AI driven threats are, of course, front of mind for many IT professionals. Indeed, survey data from the ISACA 2026 Tech Trends and Priorities Global Pulse Poll indicates that the majority of European IT and cybersecurity professionals expect AI-driven cyber threats to be their top concern going into 2026, with roughly 51% citing this as their foremost worry. Driving this is a feeling of under preparedness for AI security risks, with just 14% of survey respondents feeling that their organisation is very prepared to manage risks associated with GenAI solutions.

What is clear is that AI is becoming a top attack vector and AI orchestration is enabling autonomous and scaled offensive cybersecurity operations – not to mention a sharp increase in deepfakes and automated social engineering campaigns. Thinking about the AI security risk going into 2026, it’s not unreasonable to predict the first headline grabbing, largely AI orchestrated breach in this timeframe. Having said that, although adversarial AI attacks will rise in 2026, they won’t become ubiquitous.

On the defensive side, agentic or hyper-automated security operations are emerging in the UK and Europe, with AI systems quarantining endpoints, rotating credentials and pre-drafting regulatory incident reports to meet tight NIS2 and DORA timelines. There are some exciting vendors in this space and BlueFort has partnered with Torq to support our customers deploying its AI-native autonomous SecOps platform.

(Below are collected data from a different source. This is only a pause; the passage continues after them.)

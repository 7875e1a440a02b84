// Reconcile the managed title's VM count against the provider

mod shutdown;

pub use shutdown::{ShutdownCandidate, plan_shutdown};

use std::sync::Arc;
use std::time::Duration;

use chrono::{DateTime, Utc};
use tracing::{info, instrument, warn};

use crate::cloud_repo::{CloudError, CloudProvider, ServerSpec};
use crate::config::{CloudConfig, FleetConfig};
use crate::models::{ServerSummary, VmRecord, is_manager};

const ACTIVE: &str = "ACTIVE";
const ERROR: &str = "ERROR";
const DELETED: &str = "DELETED";

/// Fixed-interval bounded polling. The first check is immediate; each later
/// one follows a sleep of `interval`.
#[derive(Debug, Clone, Copy, PartialEq, Eq)]
pub struct PollPolicy {
    pub interval: Duration,
    pub max_attempts: u32,
}

impl PollPolicy {
    /// Enough attempts that the sleeps add up to at least `timeout`.
    pub fn covering(interval: Duration, timeout: Duration) -> Self {
        let steps = if interval.is_zero() {
            0
        } else {
            timeout.as_nanos().div_ceil(interval.as_nanos())
        };
        Self {
            interval,
            max_attempts: u32::try_from(steps).unwrap_or(u32::MAX - 1).saturating_add(1),
        }
    }

    /// Time slept when every attempt is used.
    pub fn waited(&self) -> Duration {
        self.interval * self.max_attempts.saturating_sub(1)
    }
}

#[derive(Debug, Clone)]
pub struct FleetSettings {
    pub name_prefix: String,
    pub manager_marker: String,
    pub hourly_price: f64,
    pub min_minutes_to_next_hour: u32,
    /// Boot parameters; the name is filled in per VM.
    pub template: ServerSpec,
    pub ready: PollPolicy,
    pub delete: PollPolicy,
}

impl FleetSettings {
    pub fn from_config(fleet: &FleetConfig, cloud: &CloudConfig) -> Self {
        let ready_interval = fleet.ready_poll_interval_secs.max(1);
        Self {
            name_prefix: fleet.vm_name_prefix(),
            manager_marker: fleet.manager_marker.clone(),
            hourly_price: fleet.hourly_price,
            min_minutes_to_next_hour: fleet.min_minutes_to_next_hour,
            template: ServerSpec::from_config(String::new(), cloud),
            ready: PollPolicy::covering(
                Duration::from_secs(ready_interval),
                Duration::from_secs(fleet.ready_timeout_secs),
            ),
            delete: PollPolicy {
                interval: Duration::from_secs(fleet.delete_poll_interval_secs),
                max_attempts: fleet.delete_max_attempts.max(1),
            },
        }
    }
}

/// Outcome of one reconciliation. `vm_count` and `vms` come from a fresh
/// listing after all changes and are authoritative.
#[derive(Debug, Clone, Default, PartialEq)]
pub struct FleetReport {
    pub vm_count: u32,
    pub vms: Vec<VmRecord>,
    pub started: Vec<String>,
    pub stopped: Vec<String>,
    pub failures: Vec<String>,
}

pub struct FleetController {
    cloud: Arc<dyn CloudProvider>,
    settings: FleetSettings,
}

impl FleetController {
    pub fn new(cloud: Arc<dyn CloudProvider>, settings: FleetSettings) -> Self {
        Self { cloud, settings }
    }

    async fn game_servers(&self) -> Result<Vec<ServerSummary>, CloudError> {
        let servers = self.cloud.list_servers().await?;
        Ok(servers
            .into_iter()
            .filter(|s| !is_manager(&s.name, &self.settings.manager_marker))
            .collect())
    }

    /// Billed view of the fleet, manager nodes excluded.
    pub async fn snapshot(&self, now: DateTime<Utc>) -> Result<Vec<VmRecord>, CloudError> {
        Ok(self
            .game_servers()
            .await?
            .iter()
            .map(|s| VmRecord::from_server(s, now, self.settings.hourly_price))
            .collect())
    }

    /// Start or stop VMs toward `desired`. Individual VM failures are collected in the
    /// report; only a failure to read the fleet up front is returned as an error.
    #[instrument(skip(self, now), fields(operation = "reconcile"))]
    pub async fn reconcile(&self, desired: u32, now: DateTime<Utc>) -> Result<FleetReport, CloudError> {
        let servers = self.game_servers().await?;
        let current = u32::try_from(servers.len()).unwrap_or(u32::MAX);
        let mut report = FleetReport::default();

        if desired > current {
            info!(current, desired, "scaling up");
            self.start_vms(desired - current, &mut report).await;
        } else if desired < current {
            info!(current, desired, "scaling down");
            self.stop_vms(current - desired, &servers, now, &mut report).await;
        }

        match self.snapshot(Utc::now()).await {
            Ok(vms) => {
                report.vm_count = u32::try_from(vms.len()).unwrap_or(u32::MAX);
                report.vms = vms;
            }
            Err(e) => {
                warn!(error = %e, "fleet re-read failed; reporting estimated count");
                let started = report.started.len() as u32;
                let stopped = report.stopped.len() as u32;
                report.vm_count = (current + started).saturating_sub(stopped);
            }
        }
        Ok(report)
    }

    async fn start_vms(&self, count: u32, report: &mut FleetReport) {
        let stamp = Utc::now().timestamp();
        for i in 0..count {
            let name = format!("{}-{}-{}", self.settings.name_prefix, stamp, i);
            let spec = ServerSpec {
                name: name.clone(),
                ..self.settings.template.clone()
            };
            let result = match self.cloud.create_server(&spec).await {
                Ok(id) => self.wait_until_ready(&id, &name).await,
                Err(e) => Err(e),
            };
            match result {
                Ok(()) => {
                    info!(vm = %name, "VM started");
                    report.started.push(name);
                }
                Err(CloudError::Forbidden(body)) => {
                    warn!(vm = %name, error = %body, "quota exceeded or permission denied; skipping");
                    report.failures.push(format!("{}: forbidden", name));
                }
                Err(e) => {
                    warn!(vm = %name, error = %e, "VM start failed; skipping");
                    report.failures.push(format!("{}: {}", name, e));
                }
            }
        }
    }

    pub async fn wait_until_ready(&self, id: &str, name: &str) -> Result<(), CloudError> {
        let policy = self.settings.ready;
        for attempt in 0..policy.max_attempts {
            match self.cloud.server_status(id).await {
                Ok(Some(status)) if status.eq_ignore_ascii_case(ACTIVE) => return Ok(()),
                Ok(Some(status)) if status.eq_ignore_ascii_case(ERROR) => {
                    return Err(CloudError::ServerFailed {
                        name: name.to_string(),
                        status,
                    });
                }
                Ok(None) => {
                    return Err(CloudError::ServerFailed {
                        name: name.to_string(),
                        status: DELETED.into(),
                    });
                }
                Ok(Some(_)) => {}
                Err(e) => warn!(vm = %name, error = %e, "status poll failed"),
            }
            if attempt + 1 < policy.max_attempts {
                tokio::time::sleep(policy.interval).await;
            }
        }
        Err(CloudError::Timeout {
            name: name.to_string(),
            operation: "become active",
            waited: policy.waited(),
        })
    }

    async fn stop_vms(
        &self,
        count: u32,
        servers: &[ServerSummary],
        now: DateTime<Utc>,
        report: &mut FleetReport,
    ) {
        let records: Vec<VmRecord> = servers
            .iter()
            .map(|s| VmRecord::from_server(s, now, self.settings.hourly_price))
            .collect();
        let plan = plan_shutdown(&records, self.settings.min_minutes_to_next_hour);
        let candidates: Vec<&ShutdownCandidate> = plan
            .iter()
            .filter(|c| c.eligible)
            .take(count as usize)
            .collect();
        if candidates.len() < count as usize {
            info!(
                requested = count,
                eligible = candidates.len(),
                "fewer VMs eligible for shutdown than requested"
            );
        }

        for candidate in candidates {
            let name = &candidate.name;
            // the listing may be stale after earlier deletes; look the VM up again
            let server = match self.cloud.list_servers().await {
                Ok(list) => list.into_iter().find(|s| &s.name == name),
                Err(e) => {
                    warn!(vm = %name, error = %e, "lookup before delete failed");
                    report.failures.push(format!("{}: {}", name, e));
                    continue;
                }
            };
            let Some(server) = server else {
                warn!(vm = %name, "VM not found; skipping");
                continue;
            };
            if is_manager(&server.name, &self.settings.manager_marker) {
                warn!(vm = %name, "refusing to delete manager node");
                continue;
            }
            match self.delete_and_confirm(&server.id, name).await {
                Ok(()) => {
                    info!(vm = %name, "VM deleted");
                    report.stopped.push(name.clone());
                }
                Err(e) => {
                    warn!(vm = %name, error = %e, "VM delete failed");
                    report.failures.push(format!("{}: {}", name, e));
                }
            }
        }
    }

    async fn delete_and_confirm(&self, id: &str, name: &str) -> Result<(), CloudError> {
        self.cloud.delete_server(id).await?;
        let policy = self.settings.delete;
        for attempt in 0..policy.max_attempts {
            match self.cloud.server_status(id).await {
                Ok(None) => return Ok(()),
                Ok(Some(status)) if status.eq_ignore_ascii_case(DELETED) => return Ok(()),
                Ok(Some(_)) => {}
                Err(e) => warn!(vm = %name, error = %e, "status poll failed"),
            }
            if attempt + 1 < policy.max_attempts {
                tokio::time::sleep(policy.interval).await;
            }
        }
        Err(CloudError::Timeout {
            name: name.to_string(),
            operation: "disappear",
            waited: policy.waited(),
        })
    }
}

In 2026, we will see AI powered security tooling and machine learning (ML) detection become more widely adopted in areas such as AIOps, automated triage and behavioural analytics. The flip side to this (because every action has a reaction) is that organisations will also face growing governance, explainability and data poisoning risks. We can expect more regulation and vendor transparency demands in this area. If you want to read more on AI – we’ve recently released our AI in cyber whitepaper.  

Prediction 5: Confidential computing will go mainstream

Something that isn’t dominating headlines, but I see becoming increasingly prevalent in 2026 is confidential computing. While analysts increasingly position confidential computing as a strategic security capability, it is overshadowed as an immediate security priority by areas like AI security, identity security and third-party supply chain risk.

The Linux Foundation Confidential Computing Consortium recently ran a global survey with IDC across more than 600 IT leaders from 15 industries, which found 75% are adopting confidential computing. I agree with its governing body chair, who calls this a shift “from a niche concept into a vital strategy for data security and trusted AI innovation”. It’s clear to me that in 2026 we will see wider adoption still, as stronger data residency controls across the EU and UK continue to accelerate, driven by demands on regulated industries like finance and healthcare.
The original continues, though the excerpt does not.